CONCLUSIONS: This study demonstrated that the mutant C81 is suitable for converting crayfish shell powder into GlcNAc in an aqueous-organic system.
RESULTS: A mutant C81 was obtained from Chitinolyticbacter meiyuanensis SYBC-H1 via 60Co-γ irradiation. This mutant C81 showed the highest chitinase activity of 9.8 U/mL that was 85% higher than the parent strain. The mutant C81 exhibted improved antioxidant activities, including total antioxidant capacity, superoxide radical ability, and hydroxyl radical scavenging ability, compared to that of the parent strain. Four out of nine organic solvents increased the chitinase activity by 1.9%, 6.8%, 11.7%, and 15.8%, corresponding to methylbenzene, n-heptane, petroleum ether, and n-hexane, respectively. The biphase system composed of aqueous and hexane presented a five-fold reduction of cell viability compared to the control. Using a continuous fermentation bioconversion process, 4.2 g/L GlcNAc was produced from crayfish shell powder with a yield of 80% of the chitin content.

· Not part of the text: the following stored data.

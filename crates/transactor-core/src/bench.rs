//! Cooperative edge scheduler and the blocking-style request API.
//!
//! One [`Bench`] owns the shared signal set and the reset line. Each rising
//! edge steps the caller's master, then every attached peer (slaves,
//! monitors), then commits the signal set so all parties observed the same
//! pre-edge values. The request calls loop over edges until the master's
//! idle flag is set, which stands in for the source model's suspension on an
//! idle event.

use crate::{ProtocolViolation, ResetLine, SignalSet, TransactorError};

/// Default number of rising edges one blocking request may consume before it
/// is reported as stalled.
pub const DEFAULT_WATCHDOG_EDGES: u64 = 65_536;

/// A clocked bus component evaluated once per rising edge.
pub trait BusTransactor {
    /// Evaluates one rising clock edge against the sampled signal values.
    ///
    /// Drives issued here become observable only after the edge commit.
    ///
    /// # Errors
    ///
    /// Monitors return their fatal [`ProtocolViolation`] findings here;
    /// drivers and responders never fail.
    fn on_rising_edge(&mut self, signals: &mut SignalSet) -> Result<(), ProtocolViolation>;
}

/// Queue surface shared by every master driver.
pub trait RequestPort: BusTransactor {
    /// Queues a single write request and marks the driver busy.
    fn enqueue_write(&mut self, address: u64, data: u64);

    /// Queues a single read request and marks the driver busy.
    fn enqueue_read(&mut self, address: u64);

    /// Collects the oldest completed read's data, if one is parked.
    fn take_completed(&mut self) -> Option<u64>;

    /// Returns `true` while the driver has no pending work and no handshake
    /// mid-flight. Idempotent: checking twice in a row has no side effects.
    fn is_idle(&self) -> bool;

    /// Number of queued write requests.
    fn pending_writes(&self) -> usize;

    /// Number of queued read requests.
    fn pending_reads(&self) -> usize;

    /// Number of completed reads awaiting collection.
    fn completed_reads(&self) -> usize;

    /// Discards queued writes without processing them.
    fn clear_writes(&mut self);

    /// Discards queued read requests and uncollected completed reads.
    fn clear_reads(&mut self);

    /// Returns `true` when both request queues are empty.
    fn is_drained(&self) -> bool;

    /// Cancels the in-flight handshake, discards all queued work, and
    /// returns the state machine to its initial state. Outputs driven for
    /// the abandoned handshake hold their committed values until the next
    /// edge steps the driver back to rest.
    fn restart(&mut self);
}

/// Cooperative scheduler owning the signal set, reset line, and peers.
pub struct Bench {
    signals: SignalSet,
    reset: ResetLine,
    peers: Vec<Box<dyn BusTransactor>>,
    watchdog_edges: u64,
    edges_driven: u64,
}

impl Bench {
    /// Creates a bench over a fully declared signal set.
    #[must_use]
    pub fn new(signals: SignalSet, reset: ResetLine) -> Self {
        Self {
            signals,
            reset,
            peers: Vec::new(),
            watchdog_edges: DEFAULT_WATCHDOG_EDGES,
            edges_driven: 0,
        }
    }

    /// Overrides the per-request edge watchdog budget.
    #[must_use]
    pub const fn with_watchdog(mut self, edges: u64) -> Self {
        self.watchdog_edges = edges;
        self
    }

    /// Attaches a peer transactor (slave, monitor) stepped on every edge.
    pub fn attach(&mut self, peer: Box<dyn BusTransactor>) {
        self.peers.push(peer);
    }

    /// Shared signal set.
    #[must_use]
    pub const fn signals(&self) -> &SignalSet {
        &self.signals
    }

    /// Mutable access to the shared signal set.
    pub fn signals_mut(&mut self) -> &mut SignalSet {
        &mut self.signals
    }

    /// Total rising edges driven since construction.
    #[must_use]
    pub const fn edges_driven(&self) -> u64 {
        self.edges_driven
    }

    /// Drives one rising edge through the attached peers only.
    ///
    /// # Errors
    ///
    /// Propagates the first monitor finding.
    pub fn rising_edge(&mut self) -> Result<(), ProtocolViolation> {
        self.edges_driven += 1;
        for peer in &mut self.peers {
            peer.on_rising_edge(&mut self.signals)?;
        }
        self.signals.commit_edge();
        Ok(())
    }

    /// Drives one rising edge through `master` and then the attached peers.
    ///
    /// # Errors
    ///
    /// Propagates the first monitor finding.
    pub fn rising_edge_with<M>(&mut self, master: &mut M) -> Result<(), ProtocolViolation>
    where
        M: BusTransactor + ?Sized,
    {
        self.edges_driven += 1;
        master.on_rising_edge(&mut self.signals)?;
        for peer in &mut self.peers {
            peer.on_rising_edge(&mut self.signals)?;
        }
        self.signals.commit_edge();
        Ok(())
    }

    /// Holds reset asserted for `edges` rising edges, then releases it.
    ///
    /// # Errors
    ///
    /// Propagates the first monitor finding observed while in reset.
    pub fn reset_pulse<M>(&mut self, edges: u64, master: &mut M) -> Result<(), ProtocolViolation>
    where
        M: BusTransactor + ?Sized,
    {
        self.reset.assert(&mut self.signals);
        for _ in 0..edges {
            self.rising_edge_with(master)?;
        }
        self.reset.deassert(&mut self.signals);
        Ok(())
    }

    /// Writes one data word to one address, returning once the driver has
    /// drained its queues.
    ///
    /// # Errors
    ///
    /// Same failure surface as [`write`](Self::write).
    pub fn write_one<M>(
        &mut self,
        master: &mut M,
        address: u64,
        data: u64,
    ) -> Result<(), TransactorError>
    where
        M: RequestPort + ?Sized,
    {
        self.write(master, &[address], &[data])
    }

    /// Reads one data word from one address.
    ///
    /// # Errors
    ///
    /// Same failure surface as [`read`](Self::read).
    pub fn read_one<M>(&mut self, master: &mut M, address: u64) -> Result<u64, TransactorError>
    where
        M: RequestPort + ?Sized,
    {
        self.read(master, &[address])
            .map(|data| data[0])
    }

    /// Queues a batch of writes in order and steps edges until the driver's
    /// idle flag is set.
    ///
    /// # Errors
    ///
    /// [`TransactorError::BatchLengthMismatch`] when the slices differ in
    /// length, [`TransactorError::HandshakeStalled`] when the watchdog budget
    /// is exhausted, or a wrapped monitor finding. On failure the driver is
    /// restarted: the in-flight handshake is cancelled and all queued work
    /// is discarded, so a later request cannot observe stale transactions.
    pub fn write<M>(
        &mut self,
        master: &mut M,
        addresses: &[u64],
        data: &[u64],
    ) -> Result<(), TransactorError>
    where
        M: RequestPort + ?Sized,
    {
        if addresses.len() != data.len() {
            return Err(TransactorError::BatchLengthMismatch {
                addresses: addresses.len(),
                data: data.len(),
            });
        }
        for (address, word) in addresses.iter().zip(data) {
            master.enqueue_write(*address, *word);
        }
        if let Err(err) = self.run_until_idle(master) {
            master.restart();
            return Err(err);
        }
        Ok(())
    }

    /// Queues a batch of reads in order, steps edges until the driver's idle
    /// flag is set, and returns the sampled data in submission order.
    ///
    /// # Errors
    ///
    /// [`TransactorError::Aborted`] when a reset or restart discarded the
    /// batch mid-flight, [`TransactorError::HandshakeStalled`] when the
    /// watchdog budget is exhausted, or a wrapped monitor finding. On
    /// failure the driver is restarted: the in-flight handshake is cancelled
    /// and all queued work is discarded, so a later read cannot collect a
    /// completion parked by the failed batch.
    pub fn read<M>(
        &mut self,
        master: &mut M,
        addresses: &[u64],
    ) -> Result<Vec<u64>, TransactorError>
    where
        M: RequestPort + ?Sized,
    {
        for address in addresses {
            master.enqueue_read(*address);
        }
        if let Err(err) = self.run_until_idle(master) {
            master.restart();
            return Err(err);
        }
        let mut data = Vec::with_capacity(addresses.len());
        for _ in addresses {
            data.push(master.take_completed().ok_or(TransactorError::Aborted)?);
        }
        Ok(data)
    }

    fn run_until_idle<M>(&mut self, master: &mut M) -> Result<(), TransactorError>
    where
        M: RequestPort + ?Sized,
    {
        let mut budget = self.watchdog_edges;
        while !master.is_idle() {
            if budget == 0 {
                return Err(TransactorError::HandshakeStalled {
                    edges: self.watchdog_edges,
                });
            }
            budget -= 1;
            self.rising_edge_with(master)?;
        }
        Ok(())
    }
}

#[cfg(test)]
mod tests {
    use super::{Bench, BusTransactor, DEFAULT_WATCHDOG_EDGES};
    use crate::{ProtocolViolation, ResetLine, ResetSense, SignalSet};

    struct CountingPeer {
        edges: u64,
    }

    impl BusTransactor for CountingPeer {
        fn on_rising_edge(&mut self, _signals: &mut SignalSet) -> Result<(), ProtocolViolation> {
            self.edges += 1;
            Ok(())
        }
    }

    struct TrippingPeer;

    impl BusTransactor for TrippingPeer {
        fn on_rising_edge(&mut self, _signals: &mut SignalSet) -> Result<(), ProtocolViolation> {
            Err(ProtocolViolation::ReadyWithoutSelect)
        }
    }

    fn bench() -> Bench {
        let mut signals = SignalSet::new();
        let rstn = signals.add("rstn", 1).expect("fresh name");
        let reset = ResetLine::new(rstn, ResetSense::ActiveLow);
        reset.deassert(&mut signals);
        Bench::new(signals, reset)
    }

    #[test]
    fn every_attached_peer_is_stepped_per_edge() {
        let mut bench = bench();
        bench.attach(Box::new(CountingPeer { edges: 0 }));
        for _ in 0..3 {
            bench.rising_edge().expect("no monitors attached");
        }
        assert_eq!(bench.edges_driven(), 3);
    }

    #[test]
    fn monitor_findings_stop_the_edge_immediately() {
        let mut bench = bench();
        bench.attach(Box::new(TrippingPeer));
        assert_eq!(
            bench.rising_edge(),
            Err(ProtocolViolation::ReadyWithoutSelect)
        );
    }

    #[test]
    fn default_watchdog_budget_matches_the_contract() {
        let bench = bench();
        assert_eq!(bench.watchdog_edges, DEFAULT_WATCHDOG_EDGES);
        let bench = bench.with_watchdog(16);
        assert_eq!(bench.watchdog_edges, 16);
    }
}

CONCLUSIONS: This study demonstrated that the mutant C81 is suitable for converting crayfish shell powder into GlcNAc in an aqueous-organic system.
摘要:
目的:贝类废物是制造N-乙酰-D-氨基葡萄糖的主要来源。因此,建立一种高效,低成本的生物转化方法,直接从贝类废物中生产N-乙酰-D-氨基葡萄糖是有前途的。
结果:通过60Co-γ辐射从木质病菌SYBC-H1中获得突变体C81。该突变体C81显示出9.8U/mL的最高几丁质酶活性,比亲本菌株高85%。突变体C81表现出改善的抗氧化活性,包括总抗氧化能力,超氧自由基能力,和羟自由基清除能力,与亲本菌株相比。九种有机溶剂中有四种使几丁质酶活性提高了1.9%,6.8%,11.7%,和15.8%,对应于甲苯,正庚烷,石油醚,和正己烷,分别。与对照相比,由水溶液和己烷组成的双相系统使细胞活力降低了五倍。采用连续发酵生物转化工艺,4.2g/LGlcNAc是从小龙虾壳粉末生产的,产量为几丁质含量的80%。
结论:本研究表明,突变体C81适用于在水-有机体系中将小龙虾壳粉转化为GlcNAc。
结果:通过60Co-γ辐射从木质病菌SYBC-H1中获得突变体C81。该突变体C81显示出9.8U/mL的最高几丁质酶活性,比亲本菌株高85%。突变体C81表现出改善的抗氧化活性,包括总抗氧化能力,超氧自由基能力,和羟自由基清除能力,与亲本菌株相比。九种有机溶剂中有四种使几丁质酶活性提高了1.9%,6.8%,11.7%,和15.8%,对应于甲苯,正庚烷,石油醚,和正己烷,分别。与对照相比,由水溶液和己烷组成的双相系统使细胞活力降低了五倍。采用连续发酵生物转化工艺,4.2g/LGlcNAc是从小龙虾壳粉末生产的,产量为几丁质含量的80%。
结论:本研究表明,突变体C81适用于在水-有机体系中将小龙虾壳粉转化为GlcNAc。